Aim of the task:
Include in the output exactly the lines from the opening of the data through the line containing "#[derive(Debug, Clone, Copy, PartialEq, Eq)]", and nothing more.

Provided records:
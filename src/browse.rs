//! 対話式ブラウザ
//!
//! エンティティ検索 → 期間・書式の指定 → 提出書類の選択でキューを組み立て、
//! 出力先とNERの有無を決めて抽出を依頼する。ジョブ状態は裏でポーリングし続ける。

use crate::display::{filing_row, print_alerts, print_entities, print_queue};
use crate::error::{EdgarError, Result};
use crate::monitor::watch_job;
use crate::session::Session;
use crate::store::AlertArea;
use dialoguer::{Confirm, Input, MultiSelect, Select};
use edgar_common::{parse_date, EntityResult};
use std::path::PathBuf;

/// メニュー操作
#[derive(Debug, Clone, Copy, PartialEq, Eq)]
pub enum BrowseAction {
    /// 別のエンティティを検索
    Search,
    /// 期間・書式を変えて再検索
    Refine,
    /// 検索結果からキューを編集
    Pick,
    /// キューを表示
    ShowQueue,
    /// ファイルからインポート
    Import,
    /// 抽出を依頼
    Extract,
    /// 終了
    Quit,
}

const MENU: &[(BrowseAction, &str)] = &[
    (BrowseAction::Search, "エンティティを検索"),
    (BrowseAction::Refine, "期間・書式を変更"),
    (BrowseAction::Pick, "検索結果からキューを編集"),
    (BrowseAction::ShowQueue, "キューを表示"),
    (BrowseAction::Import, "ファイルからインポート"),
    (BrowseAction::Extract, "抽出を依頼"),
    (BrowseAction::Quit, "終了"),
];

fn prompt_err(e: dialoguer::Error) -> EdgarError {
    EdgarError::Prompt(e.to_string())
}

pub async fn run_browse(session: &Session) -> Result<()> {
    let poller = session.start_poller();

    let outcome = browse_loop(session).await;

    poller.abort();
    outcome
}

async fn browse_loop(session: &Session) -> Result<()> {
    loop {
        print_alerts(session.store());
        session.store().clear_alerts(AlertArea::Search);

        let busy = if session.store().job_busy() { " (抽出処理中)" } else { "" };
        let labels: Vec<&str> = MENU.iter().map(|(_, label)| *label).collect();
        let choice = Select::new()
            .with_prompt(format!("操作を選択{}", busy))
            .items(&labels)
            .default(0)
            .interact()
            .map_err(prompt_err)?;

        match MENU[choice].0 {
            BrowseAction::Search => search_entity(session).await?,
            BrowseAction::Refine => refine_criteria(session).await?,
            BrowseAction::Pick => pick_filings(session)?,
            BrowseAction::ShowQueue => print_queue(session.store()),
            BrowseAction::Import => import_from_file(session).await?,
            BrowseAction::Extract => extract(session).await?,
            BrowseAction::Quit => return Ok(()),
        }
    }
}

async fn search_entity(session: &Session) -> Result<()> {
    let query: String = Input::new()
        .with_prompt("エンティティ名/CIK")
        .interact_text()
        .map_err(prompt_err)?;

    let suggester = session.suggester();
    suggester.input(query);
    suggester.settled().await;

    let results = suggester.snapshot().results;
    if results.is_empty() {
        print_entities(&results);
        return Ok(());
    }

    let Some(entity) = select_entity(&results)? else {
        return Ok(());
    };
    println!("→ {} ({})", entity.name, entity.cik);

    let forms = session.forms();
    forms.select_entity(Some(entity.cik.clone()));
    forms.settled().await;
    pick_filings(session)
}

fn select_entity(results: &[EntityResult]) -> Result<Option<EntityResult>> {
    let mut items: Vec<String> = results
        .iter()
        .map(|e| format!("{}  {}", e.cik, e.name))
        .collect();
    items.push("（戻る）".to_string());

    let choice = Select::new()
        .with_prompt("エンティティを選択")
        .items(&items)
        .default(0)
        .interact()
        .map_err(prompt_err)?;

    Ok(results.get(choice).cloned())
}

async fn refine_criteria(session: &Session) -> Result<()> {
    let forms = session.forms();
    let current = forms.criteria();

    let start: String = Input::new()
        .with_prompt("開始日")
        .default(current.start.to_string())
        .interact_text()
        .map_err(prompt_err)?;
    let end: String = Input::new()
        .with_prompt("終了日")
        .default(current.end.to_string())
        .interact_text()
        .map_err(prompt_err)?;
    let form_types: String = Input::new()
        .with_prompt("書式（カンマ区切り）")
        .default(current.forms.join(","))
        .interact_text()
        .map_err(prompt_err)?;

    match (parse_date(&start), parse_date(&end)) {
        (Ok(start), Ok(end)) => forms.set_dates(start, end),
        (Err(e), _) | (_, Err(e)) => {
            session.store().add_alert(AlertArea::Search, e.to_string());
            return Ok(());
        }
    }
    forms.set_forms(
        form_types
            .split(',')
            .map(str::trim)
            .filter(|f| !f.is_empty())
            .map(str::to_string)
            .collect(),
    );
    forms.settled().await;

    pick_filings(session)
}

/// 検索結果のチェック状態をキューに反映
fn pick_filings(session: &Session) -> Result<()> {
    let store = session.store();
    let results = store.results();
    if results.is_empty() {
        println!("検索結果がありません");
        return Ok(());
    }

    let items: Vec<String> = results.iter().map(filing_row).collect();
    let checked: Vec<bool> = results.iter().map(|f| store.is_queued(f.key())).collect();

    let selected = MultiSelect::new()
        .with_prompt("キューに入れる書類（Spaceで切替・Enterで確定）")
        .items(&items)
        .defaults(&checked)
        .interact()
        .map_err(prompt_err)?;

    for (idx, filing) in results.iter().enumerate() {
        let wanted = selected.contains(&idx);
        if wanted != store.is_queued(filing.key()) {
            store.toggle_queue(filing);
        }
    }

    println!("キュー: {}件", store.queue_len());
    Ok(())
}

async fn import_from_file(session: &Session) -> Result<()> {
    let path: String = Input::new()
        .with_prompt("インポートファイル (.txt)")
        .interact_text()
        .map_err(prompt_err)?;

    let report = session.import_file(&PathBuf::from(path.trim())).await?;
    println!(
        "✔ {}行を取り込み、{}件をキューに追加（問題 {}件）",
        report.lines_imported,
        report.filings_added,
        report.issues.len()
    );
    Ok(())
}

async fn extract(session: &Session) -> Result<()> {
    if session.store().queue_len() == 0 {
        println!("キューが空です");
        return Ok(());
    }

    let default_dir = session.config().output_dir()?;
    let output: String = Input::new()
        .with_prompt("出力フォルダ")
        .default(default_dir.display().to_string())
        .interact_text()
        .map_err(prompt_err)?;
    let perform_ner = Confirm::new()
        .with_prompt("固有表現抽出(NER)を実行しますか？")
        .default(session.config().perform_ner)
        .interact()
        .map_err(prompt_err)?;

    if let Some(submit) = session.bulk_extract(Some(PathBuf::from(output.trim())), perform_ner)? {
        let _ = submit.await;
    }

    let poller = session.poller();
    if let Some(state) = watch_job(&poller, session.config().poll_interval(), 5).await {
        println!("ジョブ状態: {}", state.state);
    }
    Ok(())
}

Response to the exercise:
filename src/browse.rs
//! 対話式ブラウザ
//!
//! エンティティ検索 → 期間・書式の指定 → 提出書類の選択でキューを組み立て、
//! 出力先とNERの有無を決めて抽出を依頼する。ジョブ状態は裏でポーリングし続ける。

use crate::display::{filing_row, print_alerts, print_entities, print_queue};
use crate::error::{EdgarError, Result};
use crate::monitor::watch_job;
use crate::session::Session;
use crate::store::AlertArea;
use dialoguer::{Confirm, Input, MultiSelect, Select};
use edgar_common::{parse_date, EntityResult};
use std::path::PathBuf;

/// メニュー操作
#[derive(Debug, Clone, Copy, PartialEq, Eq)]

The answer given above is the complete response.